Trudno się mówi- teraz muszę tylko znaleźć mu nowy, lepszy dom
Pozdrawiam :*





PS. Wkrótce pojawią się wyniki rozdania, proszę o cierpliwość :)

środa, 26 czerwca 2013

Manhattan- Red Sunrise

I już ostatni post z serii Yeah & Yang KLIK. Dzisiaj prezentacja czerwonego wschodu (bez politycznych podtekstów proszę, o słońcu piszę) czyli 06 O Red Sunrise.

Jak pozostała dwójka jest to całkowicie kremowy, bezdrobinkowy lakier. W ofercie oczywiście mamy różne wykończenia do wyboru, ja akurat "poleciałam" na te gładkie sztuki ;).

Jeżeli o właściwości chodzi jest on bliźniaczo podobny do prezentowanego wcześniej Lotusa KLIK. Ma świetne krycie i trwałość. Okazuje się, że z mojej trójki Sunsise Saga KLIK  jako jedyny potrafi stworzyć małe problemy o czym Wam zresztą pisałam we wskazanym poście.
Mimo to wszystkie sztuki szczerze Wam polecam bo są naprawdę godne uwagi. Ja sama może dokupię jeszcze jakiś ładny kolorek, w kolekcji był na przykład przepiękny żółtek.... Niestety seria cieszyła się ogromnym powodzeniem i na dzień dzisiejszy jest problem z dostępnością, więc trzeba będzie polować. Trzymajcie kciuki :D

Cena: 2,85 euro
Pojemność: 8 ml
Pędzelek: szeroki, spłaszczony

Znalazłam fajny filmik z prezentacją (chyba, raczej, nie liczyłam :D) wszystkich kolorów, zainteresowanych zapraszam KLIK.
Podobają się Wam takie lakierowe serie jak ta z Yeah & Yang  czy Volume Gloss?
Pozdrawiam :*

wtorek, 25 czerwca 2013

Manhattan- Laque Lotus

Oto kolejna prezentacja z posiadanej przeze mnie trójcy lakierowej Yeah & Yang od Manhattan KLIK.
Dziś na tapecie 07O Laque Lotus w przepięknym fuksjowym kolorze.

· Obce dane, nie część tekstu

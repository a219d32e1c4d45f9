use crate::{
    CounterStore, DatePart, DateSource, PalletHistory, PalletNumber, Reservation, Result,
    SeriesCode, WallClock,
};
use core::future::{Future, ready};
use std::collections::{HashMap, HashSet};
use std::sync::Mutex;

/// An in-process store backend.
///
/// Holds one counter row per date plus the history of issued identifiers,
/// behind a single mutex so a reservation is one critical section. Used for
/// tests and single-node deployments; multi-node deployments implement the
/// store traits against a shared relational database.
pub struct MemoryStore<D = WallClock> {
    date: D,
    inner: Mutex<Inner>,
}

#[derive(Default)]
struct Inner {
    counters: HashMap<DatePart, u64>,
    issued: HashMap<DatePart, u64>,
    series: HashSet<String>,
}

impl MemoryStore<WallClock> {
    /// Creates an empty store on the local wall clock.
    pub fn new() -> Self {
        Self::with_date_source(WallClock)
    }
}

impl Default for MemoryStore<WallClock> {
    fn default() -> Self {
        Self::new()
    }
}

impl<D: DateSource> MemoryStore<D> {
    /// Creates an empty store with a custom [`DateSource`].
    pub fn with_date_source(date: D) -> Self {
        Self {
            date,
            inner: Mutex::new(Inner::default()),
        }
    }

    /// Sets the counter row for `date` to `value` (the high-water mark, not
    /// the next sequence).
    pub fn seed_counter(&self, date: DatePart, value: u64) -> Result<()> {
        let mut inner = self.inner.lock()?;
        inner.counters.insert(date, value);
        Ok(())
    }

    /// Deletes the counter row for `date`, as a reset or maintenance job
    /// would. The next reservation recovers from the issued history.
    pub fn drop_counter(&self, date: DatePart) -> Result<()> {
        let mut inner = self.inner.lock()?;
        inner.counters.remove(&date);
        Ok(())
    }

    /// Preloads formatted series codes into the history, for bring-up from
    /// an existing pallet-info table.
    pub fn seed_series<I>(&self, codes: I) -> Result<()>
    where
        I: IntoIterator<Item = String>,
    {
        let mut inner = self.inner.lock()?;
        inner.series.extend(codes);
        Ok(())
    }

    /// The highest recorded sequence for `date`, if any pallet was recorded.
    pub fn recorded_high_water(&self, date: DatePart) -> Result<Option<u64>> {
        let inner = self.inner.lock()?;
        Ok(inner.issued.get(&date).copied())
    }

    /// The number of series codes in the history.
    pub fn series_count(&self) -> Result<usize> {
        let inner = self.inner.lock()?;
        Ok(inner.series.len())
    }
}

impl<D> CounterStore for MemoryStore<D>
where
    D: DateSource + Send + Sync,
{
    fn reserve(&self, count: u32) -> impl Future<Output = Result<Reservation>> + Send {
        let result = (|| {
            let mut inner = self.inner.lock()?;
            // The date is read inside the critical section so a request
            // straddling midnight is dated at the moment of reservation.
            let date = self.date.today();
            let recovered = inner.issued.get(&date).copied().unwrap_or(0);
            let counter = inner.counters.entry(date).or_insert(recovered);
            let start = *counter + 1;
            *counter += u64::from(count);
            Ok(Reservation::new(date, start, count))
        })();
        ready(result)
    }
}

impl<D> PalletHistory for MemoryStore<D>
where
    D: DateSource + Send + Sync,
{
    fn series_exists(&self, code: &SeriesCode) -> impl Future<Output = Result<bool>> + Send {
        let result = self
            .inner
            .lock()
            .map(|inner| inner.series.contains(&code.to_string()))
            .map_err(Into::into);
        ready(result)
    }

    fn record(
        &self,
        batch: &[(PalletNumber, SeriesCode)],
    ) -> impl Future<Output = Result<()>> + Send {
        let result = (|| {
            let mut inner = self.inner.lock()?;
            for (pallet, series) in batch {
                let high_water = inner.issued.entry(pallet.date()).or_insert(0);
                *high_water = (*high_water).max(pallet.sequence());
                inner.series.insert(series.to_string());
            }
            Ok(())
        })();
        ready(result)
    }
}
/// Errors that can occur while parsing formatted identifiers.
#[derive(Clone, Debug, PartialEq, Eq, thiserror::Error)]
#[non_exhaustive]
pub enum ParseIdError {
    /// The input has the wrong number of characters.
    #[error("expected {expected} characters, got {got}")]
    InvalidLength { expected: usize, got: usize },

    /// The input contains a character outside the allowed set.
    #[error("invalid character {found:?} at index {index}")]
    InvalidCharacter { found: char, index: usize },

    /// The expected separator between date and suffix is missing.
    #[error("missing {separator:?} separator")]
    MissingSeparator { separator: char },

    /// The date components do not form a valid `DDMMYY` date.
    #[error("invalid date part: {value}")]
    InvalidDate { value: String },

    /// The sequence suffix is empty, zero, or not a natural number.
    #[error("invalid sequence number: {value}")]
    InvalidSequence { value: String },
}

Jest to całkowicie kremowy, bezdrobinkowy lakier o mocnym pigmencie. Pierwsza warstwa położona na płytkę paznokcia bardzo ładnie kryje, jednak dla całkowitego wyrównania i pogłębienia koloru nakładam zawsze drugą warstwę.
Przyznam, że nie należę do osób, które potrafią malować paznokcie "na raz", ja zawsze mam albo jakieś niedociągnięcia spowodowane zbyt cienką warstwą, albo zalane skórki naokoło przez zbyt dużą ilość lakieru :D. Przypuszczam jednak, że wszystkie te osoby które mają odpowiednią wprawę poradziłyby sobie z tą sztuką bezproblemowo.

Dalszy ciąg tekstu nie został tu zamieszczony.